Behind a path-prefixing proxy, set basePath in the same config object —
/openapi.json, /llms.txt, and the explorer all mount under it.
Probes (Kubernetes-shaped)
import {
installHealth,
registerHealthCheck,
} from '@agentback/extension-health';
await installHealth(app); // GET /health (liveness), GET /ready (readiness)
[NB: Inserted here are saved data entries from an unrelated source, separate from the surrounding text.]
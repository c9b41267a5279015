//! Binding-set deduplication cache

use crate::backend::{
    BindingSetHandle, BufferHandle, GpuBackend, GpuResult, SamplerHandle, TextureViewHandle,
};
use std::collections::hash_map::DefaultHasher;
use std::collections::HashMap;
use std::hash::{Hash, Hasher};

/// Accumulates the identities of every buffer/image a binding set would
/// reference into one combined key
pub struct BindingHasher(DefaultHasher);

impl BindingHasher {
    pub fn new() -> Self {
        Self(DefaultHasher::new())
    }

    pub fn buffer(&mut self, buffer: BufferHandle) -> &mut Self {
        buffer.hash(&mut self.0);
        self
    }

    pub fn view(&mut self, view: TextureViewHandle) -> &mut Self {
        view.hash(&mut self.0);
        self
    }

    pub fn sampler(&mut self, sampler: SamplerHandle) -> &mut Self {
        sampler.hash(&mut self.0);
        self
    }

    pub fn finish(&self) -> u64 {
        self.0.finish()
    }
}

impl Default for BindingHasher {
    fn default() -> Self {
        Self::new()
    }
}

/// Deduplicated binding sets, keyed by the combined resource hash.
///
/// For a fixed key at most one binding set exists at any time; entities whose
/// resources hash identically share the cached set. Entries are never evicted
/// during steady-state rendering and are destroyed en masse when the owning
/// material type is torn down.
pub struct BindingSetCache {
    entries: HashMap<u64, BindingSetHandle>,
    capacity: usize,
}

impl BindingSetCache {
    pub fn with_capacity(capacity: usize) -> Self {
        Self {
            entries: HashMap::with_capacity(capacity),
            capacity,
        }
    }

    /// Return the cached set for `hash`, creating one lazily on first miss.
    /// Repeated calls with the same hash never allocate.
    pub fn get_or_create(
        &mut self,
        hash: u64,
        create: impl FnOnce() -> GpuResult<BindingSetHandle>,
    ) -> GpuResult<BindingSetHandle> {
        if let Some(set) = self.entries.get(&hash) {
            return Ok(*set);
        }
        let set = create()?;
        self.entries.insert(hash, set);
        if self.entries.len() > self.capacity {
            log::warn!(
                "binding-set cache grew past its registered capacity ({} > {})",
                self.entries.len(),
                self.capacity
            );
        }
        Ok(set)
    }

    pub fn len(&self) -> usize {
        self.entries.len()
    }

    pub fn is_empty(&self) -> bool {
        self.entries.is_empty()
    }

    pub fn capacity_hint(&self) -> usize {
        self.capacity
    }

    /// Destroy every cached set
    pub fn destroy_all(&mut self, gpu: &mut dyn GpuBackend) {
        for (_, set) in self.entries.drain() {
            gpu.destroy_binding_set(set);
        }
    }
}
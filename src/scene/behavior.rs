//! Per-entity update behaviors

use crate::scene::Entity;

/// A typed per-entity update, run by the update worker once per tick before
/// any uniform uploads. Replaces opaque callback values with a dispatchable
/// capability, same mechanism as the material contract.
pub trait Behavior: Send + Sync {
    fn update(&mut self, entity: &mut Entity, dt: f32);
}

/// Behavior implemented for plain closures, for simple demo-style updates
impl<F> Behavior for F
where
    F: FnMut(&mut Entity, f32) + Send + Sync,
{
    fn update(&mut self, entity: &mut Entity, dt: f32) {
        self(entity, dt)
    }
}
registerHealthCheck(app, {
name: 'db',
type: 'readiness',
check: async () => void (await db.execute(sql`select 1`)),
});
/health runs liveness checks and answers 200 {status: 'UP'} / 503;
/ready runs readiness checks. Wire them directly:
livenessProbe:
httpGet: {path: /health, port: 3000}
readinessProbe:
httpGet: {path: /ready, port: 3000}
Metrics and tracing
import {installMetrics} from '@agentback/extension-metrics';
import {installOtel} from '@agentback/extension-otel';
await installMetrics(app); // Prometheus text at /metrics:
// process metrics + request-duration histogram
await installOtel(app); // spans for every REST dispatch and MCP tool call
extension-otel depends only on @opentelemetry/api — you bring the
SDK and exporter in your entrypoint, before the app starts:
import {NodeSDK} from '@opentelemetry/sdk-node';
import {OTLPTraceExporter} from '@opentelemetry/exporter-trace-otlp-http';
const sdk = new NodeSDK({
serviceName: 'my-service',
traceExporter: new OTLPTraceExporter(), // honors OTEL_EXPORTER_OTLP_ENDPOINT
});
sdk.start();
Point OTEL_EXPORTER_OTLP_ENDPOINT at your collector (Jaeger, Tempo,
Datadog agent — anything OTLP). When metering is installed, installOtel
also stamps the active trace id onto every usage event, so billing records
and traces share a join key.
Graceful shutdown
The HTTP server already closes gracefully (in-flight requests drain, new connections are refused). Hook the signals:
for (const signal of ['SIGTERM', 'SIGINT'] as const) {
process.on(signal, () => {
app.stop().then(
() => process.exit(0),
err => {
console.error(err);
process.exit(1);
},
);
});
}
app.stop() stops every bound server (REST, MCP transports) and runs
lifecycle observers' stop() — close DB pools and queue connections there.
Multi-instance checklist
Several conveniences default to per-process in-memory state. Fine on one instance; on two or more, bind shared implementations:
| Feature | Default | Multi-instance binding |
|---|---|---|
| Rate limiting | in-memory buckets | installRateLimit(app, {redis: …}) (Redis-backed) |
confirm: tokens |
in-memory store | bind RestBindings.CONFIRMATION_STORE / MCPBindings.CONFIRMATION_STORE |
idempotency: replay |
in-memory store | bind RestBindings.IDEMPOTENCY_STORE |
| Metering sink | in-memory log | bind MeteringBindings.SINK (Redis/JSONL/composite ship in-box) |
| MCP resumable sessions | none | pass a shared EventStore to installMcpHttp |
| Job queue / event bus | in-memory adapter | @agentback/messaging-bullmq (BullMQ + Redis Streams) |
Also remember that MCP-over-HTTP sessions are sticky to an instance unless you enable session resumability — terminate MCP at one instance or use a session-affinity LB policy.
Exposure checklist
cors:— off by default; enable deliberately (trueorCorsOptions)./mcp— if exposed, read Secure MCP over HTTP first: auth, DNS-rebinding allowlists, per-tool rate limits./openapi.json,/llms.txt,/explorer,/mcp-inspector— public by default. The spec and AX artifacts are usually fine to leave public (they are the product); gate or disable the explorer/inspector UIs in production if your API is not.- Set
DEBUG=(empty) in production; enable namespaces selectively when debugging (DEBUG=agentback:rest:*).